Martin Blättner
Gustav Metzger
»Ein Schnitt entlang der Zeit«
Kunsthalle Nürnberg, 24.6. – 12.9.1999
“Auto-destruktive Kunst ist als die letzte verzweifelte subversive und politische Waffe in der Hand des Künstlers gedacht.” (G. Metzger)

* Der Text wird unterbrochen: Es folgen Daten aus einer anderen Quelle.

/*
 * processor/visitors/inheritance.rs
 * Copyright (c) 2025 Posit, PBC
 *
 * `extends` resolution and base/child merging.
 */

//! Inheritance.
//!
//! An element with `extends="target"` is merged with its base before any
//! other visitor sees it. Targets are either a bare id (optionally written
//! `#id`) looked up in the current document, or an external
//! `file:`/`http:`/`https:` location with an optional `#id` fragment. An
//! external base is the element with that id in the fetched document, or
//! its first element when there is no fragment.
//!
//! Bases may themselves extend other bases; the chain is followed to its
//! root and merged from the root down. A chain that revisits an element is
//! a `CIRCULAR_REFERENCE`.
//!
//! Merge rules:
//! - the child's attributes win over the base's; the base's `id` is never
//!   inherited, and neither are the ids inside inherited children
//! - children follow [`ChildrenPolicy`]
//! - inherited nodes take the child's source span, and the child's
//!   metadata records `inheritedFrom`

use std::collections::HashSet;
use std::sync::Arc;

use async_trait::async_trait;
use serde::{Deserialize, Serialize};
use serde_json::json;

use crate::ast::{Attributes, Document, Element, Node, Reference, ResolvedValue};
use crate::context::ProcessingContext;
use crate::error::{DpmlError, ErrorCode, Issue, Result};
use crate::parser::DpmlParser;
use crate::processor::Visitor;
use crate::resolver::ReferenceResolver;

pub const INHERITANCE_PRIORITY: i32 = 100;

/// Longest `extends` chain followed before giving up.
const MAX_CHAIN: usize = 32;

/// How a child's children combine with its base's.
#[derive(Debug, Clone, Copy, Default, PartialEq, Eq, Serialize, Deserialize)]
#[serde(rename_all = "camelCase")]
pub enum ChildrenPolicy {
    /// The child's children always replace the base's.
    Replace,
    /// The base's children are used only when the child has none.
    #[default]
    InheritWhenEmpty,
    /// The base's children come first, then the child's.
    Append,
}

pub struct InheritanceVisitor {
    resolver: Option<Arc<ReferenceResolver>>,
    policy: ChildrenPolicy,
    strict: bool,
}

/// Where a bare id is looked up.
enum Scope {
    Current,
    External(Arc<Document>),
}

/// A parsed `extends` value.
#[derive(Debug, Clone, PartialEq)]
enum Target {
    Id(String),
    External { reference: Reference, fragment: Option<String> },
}

impl Target {
    fn parse(raw: &str) -> Option<Self> {
        let raw = raw.trim();
        for scheme in ["file", "http", "https"] {
            if let Some(rest) = raw.strip_prefix(scheme).and_then(|r| r.strip_prefix(':')) {
                if rest.is_empty() {
                    return None;
                }
                let (path, fragment) = match rest.split_once('#') {
                    Some((path, fragment)) => (path, Some(fragment.to_string())),
                    None => (rest, None),
                };
                return Some(Target::External {
                    reference: Reference::new(scheme, path),
                    fragment,
                });
            }
        }
        let id = raw.strip_prefix('#').unwrap_or(raw);
        (!id.is_empty()).then(|| Target::Id(id.to_string()))
    }
}

impl InheritanceVisitor {
    pub fn new(resolver: Option<Arc<ReferenceResolver>>) -> Self {
        Self {
            resolver,
            policy: ChildrenPolicy::default(),
            strict: false,
        }
    }

    pub fn with_policy(mut self, policy: ChildrenPolicy) -> Self {
        self.policy = policy;
        self
    }

    pub fn with_strict(mut self, strict: bool) -> Self {
        self.strict = strict;
        self
    }

    /// Collect the chain of bases, nearest first.
    async fn collect_chain(
        &self,
        element: &Element,
        extends: &str,
        ctx: &mut ProcessingContext,
    ) -> std::result::Result<Vec<Element>, Issue> {
        let mut chain = Vec::new();
        let mut seen_ids: HashSet<String> = element.id().map(str::to_string).into_iter().collect();
        let mut seen_targets = HashSet::new();
        let mut scope = Scope::Current;
        let mut next = Some(extends.to_string());

        while let Some(raw) = next.take() {
            let circular = || {
                Issue::new(
                    ErrorCode::CircularReference,
                    format!(
                        "Circular inheritance: <{}> reaches '{}' again",
                        element.tag_name, raw
                    ),
                )
                .at(element.position)
            };
            if chain.len() >= MAX_CHAIN || !seen_targets.insert(raw.clone()) {
                return Err(circular());
            }

            let target = Target::parse(&raw).ok_or_else(|| {
                Issue::new(
                    ErrorCode::InvalidReference,
                    format!("Invalid extends value '{}' on <{}>", raw, element.tag_name),
                )
                .at(element.position)
            })?;
            let (base, base_scope) = self.find_base(&target, &scope, element, ctx).await?;

            if let Some(id) = base.id()
                && !seen_ids.insert(id.to_string())
            {
                return Err(circular());
            }
            next = base.attribute("extends").map(str::to_string);
            if let Some(base_scope) = base_scope {
                scope = base_scope;
            }
            chain.push(base);
        }
        Ok(chain)
    }

    async fn find_base(
        &self,
        target: &Target,
        scope: &Scope,
        element: &Element,
        ctx: &mut ProcessingContext,
    ) -> std::result::Result<(Element, Option<Scope>), Issue> {
        let not_found = |what: &str| {
            Issue::new(
                ErrorCode::ReferenceNotFound,
                format!("Base '{}' for <{}> not found", what, element.tag_name),
            )
            .at(element.position)
        };

        match target {
            Target::Id(id) => {
                let found = match scope {
                    Scope::Current => ctx
                        .document()
                        .find_by_id(id)
                        .or_else(|| ctx.lookup_id(id))
                        .cloned(),
                    Scope::External(document) => document.find_by_id(id).cloned(),
                };
                found.map(|base| (base, None)).ok_or_else(|| not_found(id))
            }
            Target::External {
                reference,
                fragment,
            } => {
                let Some(resolver) = &self.resolver else {
                    return Err(Issue::new(
                        ErrorCode::InvalidReference,
                        format!(
                            "<{}> extends external '{}' but no resolver is configured",
                            element.tag_name,
                            reference.cache_key()
                        ),
                    )
                    .at(element.position));
                };
                let resolved = resolver
                    .resolve(&reference.clone().with_position(element.position), ctx)
                    .await
                    .map_err(|e| e.to_issue())?;

                let document = match resolved.value {
                    ResolvedValue::Element(base) => Document::new(vec![Node::Element(*base)]),
                    ResolvedValue::Text(text) => {
                        let parsed = DpmlParser::default().parse(&text);
                        if let Some(issue) = parsed.errors.into_iter().next() {
                            return Err(Issue::new(
                                ErrorCode::InvalidReference,
                                format!("Base document {} is invalid: {}", reference.cache_key(), issue.message),
                            )
                            .at(element.position));
                        }
                        parsed.ast
                    }
                    ResolvedValue::Json(_) => {
                        return Err(Issue::new(
                            ErrorCode::InvalidReference,
                            format!("Base {} is JSON, not markup", reference.cache_key()),
                        )
                        .at(element.position));
                    }
                };

                let base = match fragment {
                    Some(id) => document.find_by_id(id).cloned(),
                    None => document.elements().next().cloned(),
                };
                let base = base.ok_or_else(|| not_found(&reference.cache_key()))?;
                Ok((base, Some(Scope::External(Arc::new(document)))))
            }
        }
    }
}

/// Merge `base` into `child` in place.
pub fn merge_elements(base: &Element, child: &mut Element, policy: ChildrenPolicy) {
    let mut attributes = Attributes::new();
    for (name, value) in &base.attributes {
        if name != "id" && name != "extends" {
            attributes.insert(name.clone(), value.clone());
        }
    }
    for (name, value) in std::mem::take(&mut child.attributes) {
        attributes.insert(name, value);
    }
    child.attributes = attributes;

    let inherited = || {
        base.children.iter().cloned().map(|mut node| {
            node.reposition(child.position);
            strip_ids(&mut node);
            node
        })
    };
    match policy {
        ChildrenPolicy::Replace => {}
        ChildrenPolicy::InheritWhenEmpty => {
            if child.children.is_empty() {
                child.children = inherited().collect();
            }
        }
        ChildrenPolicy::Append => {
            let own = std::mem::take(&mut child.children);
            child.children = inherited().chain(own).collect();
        }
    }
}

/// Remove `id` from a node and its whole subtree.
fn strip_ids(node: &mut Node) {
    let mut stack = vec![node];
    while let Some(node) = stack.pop() {
        if let Node::Element(element) = node {
            element.attributes.remove("id");
            stack.extend(element.children.iter_mut());
        }
    }
}

#[async_trait]
impl Visitor for InheritanceVisitor {
    fn name(&self) -> &str {
        "inheritance"
    }

    fn priority(&self) -> i32 {
        INHERITANCE_PRIORITY
    }

    async fn visit_element(&self, element: &mut Element, ctx: &mut ProcessingContext) -> Result<()> {
        let Some(extends) = element.attribute("extends").map(str::to_string) else {
            return Ok(());
        };

        let mut chain = match self.collect_chain(element, &extends, ctx).await {
            Ok(chain) => chain,
            Err(issue) => {
                if self.strict || ctx.is_strict() {
                    return Err(DpmlError::Validation(issue));
                }
                ctx.add_warning(issue);
                return Ok(());
            }
        };

        // Fold from the root of the chain down to the nearest base.
        let Some(mut effective) = chain.pop() else {
            return Ok(());
        };
        while let Some(mut nearer) = chain.pop() {
            merge_elements(&effective, &mut nearer, self.policy);
            effective = nearer;
        }
        merge_elements(&effective, element, self.policy);

        tracing::debug!(tag = %element.tag_name, extends = %extends, "Applied inheritance");
        element
            .metadata_mut()
            .insert("inheritedFrom".to_string(), json!(extends));
        Ok(())
    }
}

#[cfg(test)]
mod tests {
    use super::*;
    use crate::ast::Content;
    use dpml_source_map::{Location, Range};

    fn span(start: usize, end: usize) -> Range {
        Range::new(Location::new(start, 1, start + 1), Location::new(end, 1, end + 1))
    }

    #[test]
    fn test_target_forms() {
        assert_eq!(Target::parse("base"), Some(Target::Id("base".into())));
        assert_eq!(Target::parse("#base"), Some(Target::Id("base".into())));
        assert_eq!(Target::parse(""), None);
        assert_eq!(Target::parse("file:"), None);
        assert_eq!(
            Target::parse("file:./base.dpml#assistant"),
            Some(Target::External {
                reference: Reference::new("file", "./base.dpml"),
                fragment: Some("assistant".into()),
            })
        );
        assert!(matches!(
            Target::parse("https://x.io/a.dpml"),
            Some(Target::External { fragment: None, .. })
        ));
    }

    #[test]
    fn test_merge_child_attributes_win() {
        let base = Element::new("role")
            .with_attribute("id", "base")
            .with_attribute("tone", "formal")
            .with_attribute("lang", "en");
        let mut child = Element::new("role")
            .with_attribute("id", "child")
            .with_attribute("extends", "base")
            .with_attribute("tone", "casual");
        merge_elements(&base, &mut child, ChildrenPolicy::Replace);

        assert_eq!(child.attribute("id"), Some("child"));
        assert_eq!(child.attribute("tone"), Some("casual"));
        assert_eq!(child.attribute("lang"), Some("en"));
    }

    #[test]
    fn test_inherited_descendants_lose_ids() {
        let base = Element::new("role").with_attribute("id", "base").with_child(
            Element::new("prompt")
                .with_attribute("id", "p")
                .with_attribute("lang", "en")
                .with_child(Element::new("example").with_attribute("id", "ex")),
        );
        let mut child = Element::new("role").with_attribute("extends", "base");
        merge_elements(&base, &mut child, ChildrenPolicy::Append);

        let prompt = child.child_elements().next().unwrap();
        assert_eq!(prompt.id(), None);
        assert_eq!(prompt.attribute("lang"), Some("en"));
        assert_eq!(prompt.child_elements().next().unwrap().id(), None);
        // The base itself is untouched.
        assert_eq!(base.child_elements().next().unwrap().id(), Some("p"));
    }

    #[test]
    fn test_children_policies() {
        let base = Element::new("prompt").with_child(Content::new("base text", span(0, 9)));
        let own = || Element::new("prompt").with_position(span(20, 40));

        let mut empty = own();
        merge_elements(&base, &mut empty, ChildrenPolicy::InheritWhenEmpty);
        assert_eq!(empty.children.len(), 1);
        assert_eq!(empty.children[0].as_content().unwrap().position, span(20, 40));

        let mut replaced = own();
        merge_elements(&base, &mut replaced, ChildrenPolicy::Replace);
        assert!(replaced.children.is_empty());

        let mut appended = own().with_child(Content::new("mine", span(25, 29)));
        merge_elements(&base, &mut appended, ChildrenPolicy::Append);
        let texts: Vec<_> = appended
            .children
            .iter()
            .map(|n| n.as_content().unwrap().value.as_str())
            .collect();
        assert_eq!(texts, vec!["base text", "mine"]);

        let mut nonempty = own().with_child(Content::new("mine", span(25, 29)));
        merge_elements(&base, &mut nonempty, ChildrenPolicy::InheritWhenEmpty);
        assert_eq!(nonempty.children.len(), 1);
        assert_eq!(nonempty.children[0].as_content().unwrap().value, "mine");
    }
}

Kein roter Teppich, sondern ein graues Pappe-Band führt in die dunkle Kammer des ersten Ausstellungsraumes, der exklusiv für Nürnberg so konzipiert wurde. Scheinwerfer beleuchten die beiden “Prehistoric Photographs”, die diesen symbolischen Parcours flankieren. Die vergrößerten Zeitungs-Ausschnitte der aktuellen Zeitgeschichte zeigen links die zuversichtlichen Staatsmänner Bill Clinton und Tony Blair am Vorabend der Luftschläge auf das Kosovo, rechts Außenminister Joschka Fischer im lebhaften Dialog mit dem serbischen Präsidenten Milan Milutinovic. Diese Gegenüberstellung bildet den Auftakt zu einer sowohl politisch wie künstlerisch brisanten Inszenierung, die teils einem wissenschaftlichen Archiv, teils einer ästhetischen Experimentierbühne ähnelt. Regie dieser Retrospektive führt der Aktionskünstler Gustav Metzger, ein Spiritus rector seit den sechziger Jahren auf diesem Gebiet. Von England aus, der zweiten Heimat des jüngsten Sohns polnischer Juden – der 1926 in Nürnberg geboren und 1939 in Sicherheit gebracht werden konnte – initiierte und organisierte er Aktionen und Strategien, die Kunst als Reaktion und Transformation politischer und gesellschaftlicher Prozesse verstehen. Die Konsequenz, mit der der Erfinder auto-destruktiver und auto-kreativer Kunst jeder Vermarktung aus dem Weg ging, hat die natürliche Folge, dass nur wenige verbliebene Relikte, Dokumente und Konzepte einen solchen Werdegang belegen können. Neben gedruckten Manifesten verweisen Foto-Serien über den Zerfall von Nylonbildern durch Säure-Sprühaktionen auf einen Kunstbegriff, der mit Zerstörungsgesten gegen das militärische Waffenpotential und Umweltvernichtung protestiert. Das Modell eines “auto-destruktiven Monuments” (1960) veranschaulicht im verkleinerten…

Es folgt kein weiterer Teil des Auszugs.